Transmission is getting flushed out, and new fluids put in.


----------



## Big L (Feb 12, 2012)

See Sage ... spending a few bucks on an old truck and it will be like new :smile2:, at least until something else breaks.  What have you got into it so far maybe $2500? Did you get a quote on the new paint job?


----------



## Sagetown (Feb 12, 2012)

Hey Big L: I've located a body shop. I'll be checking on a quote with them. The garage is almost done with their part. My last running total is about $2400. I have no idea what a paint job costs these days. I'm going with a red paint.


----------



## Halligan (Feb 14, 2012)

Good job keeping the old girl running. Even if you spend $5,000 to get it all done your still way ahead of the game. Look forward to seeing the finished product.


----------



## Big L (Feb 14, 2012)

Halligan said:


> Good job keeping the old girl running. Even if you spend $5,000 to get it all done your still way ahead of the game. Look forward to seeing the finished product.

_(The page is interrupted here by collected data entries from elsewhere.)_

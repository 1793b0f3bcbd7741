use percent_encoding::{AsciiSet, NON_ALPHANUMERIC, utf8_percent_encode};

// Characters a URI component keeps verbatim: ASCII alphanumerics plus
// - _ . ! ~ * ' ( ). Everything else becomes %XX, non-ASCII as UTF-8 bytes.
const URI_COMPONENT: &AsciiSet = &NON_ALPHANUMERIC
    .remove(b'-')
    .remove(b'_')
    .remove(b'.')
    .remove(b'!')
    .remove(b'~')
    .remove(b'*')
    .remove(b'\'')
    .remove(b'(')
    .remove(b')');

// Wiki article titles keep connector words lowercase. Applied to the
// underscored form, in this order.
const WIKI_CONNECTORS: [(&str, &str); 2] = [("_The_", "_the_"), ("_Of_", "_of_")];
// Same normalization for the display name, on the spaced form.
const DISPLAY_CONNECTORS: [(&str, &str); 2] = [(" The ", " the "), (" Of ", " of ")];

/// The three spellings derived from one boss name as it appears in the data
/// feed: the wiki article link target, the thumbnail file stem, and the name
/// shown to the reader.
#[derive(Clone, Debug, PartialEq, Eq)]
pub struct BossSlugs {
    /// Percent-encoded wiki path segment, e.g. `Midnight_Panther`.
    pub wiki: String,
    /// Image file stem, e.g. `midnight-panther`.
    pub image: String,
    /// Reader-facing name, e.g. `Lady of the Lake`.
    pub display: String,
}

pub fn derive(name: &str) -> BossSlugs {
    // The upstream feed ships some creature names all-lowercase
    // ("midnight panther") while the wiki titles them in Title Case.
    let cased = if starts_lowercase(name) { title_case_words(name) } else { name.to_string() };
    let underscored = apply_rules(&cased.replace(' ', "_"), &WIKI_CONNECTORS);
    let wiki = utf8_percent_encode(&underscored, URI_COMPONENT).to_string();
    // Stems land inside a double-quoted src attribute, so quotes are dropped
    // along with the apostrophes and periods.
    let image = underscored.to_lowercase().replace('_', "-").replace('\'', "").replace('.', "").replace('"', "");
    let display = apply_rules(name, &DISPLAY_CONNECTORS);
    BossSlugs { wiki, image, display }
}

fn apply_rules(s: &str, rules: &[(&str, &str)]) -> String {
    rules.iter().fold(s.to_string(), |acc, (from, to)| acc.replace(from, to))
}

fn starts_lowercase(s: &str) -> bool {
    s.chars().next().is_some_and(char::is_lowercase)
}

/// Uppercase the first letter of each word. A letter starts a word when it
/// begins the string or follows a non-alphanumeric character.
pub fn title_case_words(s: &str) -> String {
    let mut out = String::with_capacity(s.len());
    let mut word_start = true;
    for c in s.chars() {
        if word_start && c.is_lowercase() { out.extend(c.to_uppercase()); } else { out.push(c); }
        word_start = !c.is_alphanumeric();
    }
    out
}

I concur Hall ::thumbsup:: ... Like I said in an earlier post, 40k for a new truck seems out of reach for most folks, including me :rolleyes2: Get this though, I'm quite happy with my 12 year old f150 .. 14 year old Subaru ... and 45 year old VW  Proper maintenance, and having good friends to do repairs when required (that trade goods ... like firewood ) is where its at. Also equals tlco .... total lower cost of ownership


----------



## Sawdustmaker (Feb 15, 2012)

you could always put a 12 valve cummins or a DT360 in it.


----------



## Sagetown (Feb 18, 2012)

Got my truck back last night, but it's going back in Monday. They replaced all my U-Joints, and I feel it has a problem there. About 2/3rds way home a loud humm developed, and then it began to shimmy like something is out of balance. Hope it will make the trip back to the Garage.


----------



## Walt41 (Feb 18, 2012)

Sagetown said:


> Got my truck back last night, but it's going back in Monday. They replaced all my U-Joints, and I feel it has a problem there. About 2/3rds way home a loud humm developed, and then it began to shimmy like something is out of balance. Hope it will make the trip back to the Garage.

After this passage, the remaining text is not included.